Hi, I am exploring using q2 to analyse MiSeq data from fragmented rRNA amplicons (shotgun amplicons). The amplicons are of varying sizes of the 16S/18S (300-1500) and are fragmented to around 300 bp and then sequenced with 2 x 250 or 2 x 150 kits. The reason we are taking this approach is to use an already established method in the lab and to generate longer amplicons (I am also assembling ASVs out of q2). I have used qiime 'cutadapt trim-paired' to remove primers, then 'dada2 denoise-paired' using --p-trunc-q 10, as this avoids the problem of different length sequences. I’m just including paired reads to maximise length. I've then assigned taxonomy using the SILVA database. My query is, is there any reason dada2 would not be appropriate for this kind of data? This thread Denoising of Paired End Reads - #14 by colinbrislawn mentions that dada2 is ‘making a rather strong assumption that the reads all begin in the same place’, but as dada2 can be used for ITS regions which are highly variable, I wonder how important this really is. Any suggestions would be gratefully received.

Hello Sarah,

I'm glad you found my old thread, and should probably explain this better.

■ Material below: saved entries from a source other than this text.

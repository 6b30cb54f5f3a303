// Unravel
// Copyright (c) 2026 The Project Unravel Developers.
//
// This Source Code Form is subject to the terms of the Mozilla Public
// License, v. 2.0. If a copy of the MPL was not distributed with this
// file, You can obtain one at https://mozilla.org/MPL/2.0/.

//! The `errors` module defines the common error type.

use std::error;
use std::fmt;
use std::io;
use std::result;

/// `Error` provides an enumeration of all possible errors reported by Unravel.
#[derive(Debug)]
pub enum Error {
    /// An IO error occured while loading the inputs of a decode.
    IoError(std::io::Error),
    /// The codeword stream ran out of bits while a node still needed to be resolved. The first
    /// `decoded` symbols of the output were fully decoded before the failure.
    OutOfBits { decoded: usize },
    /// The traversal reached a node id outside of the link table, or the link table failed
    /// verification at the given node.
    MalformedTree { node: usize },
    /// The inputs of a decode were malformed and could not be used.
    DecodeError(&'static str),
    /// A default or user-defined limit was reached while decoding the stream. Limits are used to
    /// prevent denial-of-service attacks from malicious inputs.
    LimitError(&'static str),
}

impl fmt::Display for Error {
    fn fmt(&self, f: &mut fmt::Formatter<'_>) -> fmt::Result {
        match *self {
            Error::IoError(ref err) => err.fmt(f),
            Error::OutOfBits { decoded } => {
                write!(f, "out of code bits after {} decoded symbols", decoded)
            }
            Error::MalformedTree { node } => {
                write!(f, "malformed link table at node {}", node)
            }
            Error::DecodeError(msg) => {
                write!(f, "malformed input: {}", msg)
            }
            Error::LimitError(constraint) => {
                write!(f, "limit reached: {}", constraint)
            }
        }
    }
}

impl std::error::Error for Error {
    fn source(&self) -> Option<&(dyn error::Error + 'static)> {
        match *self {
            Error::IoError(ref err) => Some(err),
            Error::OutOfBits { .. } => None,
            Error::MalformedTree { .. } => None,
            Error::DecodeError(_) => None,
            Error::LimitError(_) => None,
        }
    }
}

impl From<io::Error> for Error {
    fn from(err: io::Error) -> Error {
        Error::IoError(err)
    }
}

pub type Result<T> = result::Result<T, Error>;

/// Convenience function to create an out-of-bits error.
pub fn out_of_bits_error<T>(decoded: usize) -> Result<T> {
    Err(Error::OutOfBits { decoded })
}

/// Convenience function to create a malformed tree error.
pub fn malformed_tree_error<T>(node: usize) -> Result<T> {
    Err(Error::MalformedTree { node })
}

/// Convenience function to create a decode error.
pub fn decode_error<T>(desc: &'static str) -> Result<T> {
    Err(Error::DecodeError(desc))
}

/// Convenience function to create a limit error.
pub fn limit_error<T>(constraint: &'static str) -> Result<T> {
    Err(Error::LimitError(constraint))
}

I'm leery of 'shotgun amplicons' because they are a very different animal than typical amplicons, which can be a trap for newcomers in the field. For example, they require some sort of assembly pipeline and there's not a Qiime2 plugin for this (yet! :stuck_out_tongue_winking_eye:).

But this might not be a problem for you and your team! :fireworks:

Sounds cool! (You can promote the paper or the GitHub repo, if you would like.)

Who's Afraid of Shotgun Amplicons?

Me! :scream_cat:

Amplicon sequencing has one big advantage: all the reads come from the same part of the same gene.

Modern methods for handling amplicon data make great use of this.

  • Dereplication is possible because the most common microbes will produce identical reads, allowing for massive reduction in data size for faster processing.
  • Denoising is possible, because biological variance looks different than instrument variance, and these sequencing errors can be modeled and reduced.
  • There are still lots of biases from the primers, gene copy number, extraction method, etc. But all this bias is consistent sample-to-sample because it's always the same region of the same gene.

Shotgun sequencing does not have these benefits.

Also, it introduces some new challenges:

  • Assembling hypervariable regions is computationally expensive, but not impossible
  • Assembling across conserved regions is impossible, unless you have mate-pair reads that span that region (cite) or longer reads to act as a guide
  • Quantification of abundance, even comparative sample-to-sample abundance, is tricky. If a read exactly matches different full length 16S genes, which gene do you count it towards?

These are all core problems inherent to shotgun sequencing, and people are using long read sequencing on amplicons to avoid them.

It sounds like your team is well aware of these problems, and might even have a solution to some of them If you have a new method or solution, let us know!

Yes. Shotgun sequencing has different assumptions than targeted sequencing.

'Shotgun amplicons' are strange beasts.

:unicorn: :dragon:



Thank you Colin, this is really useful!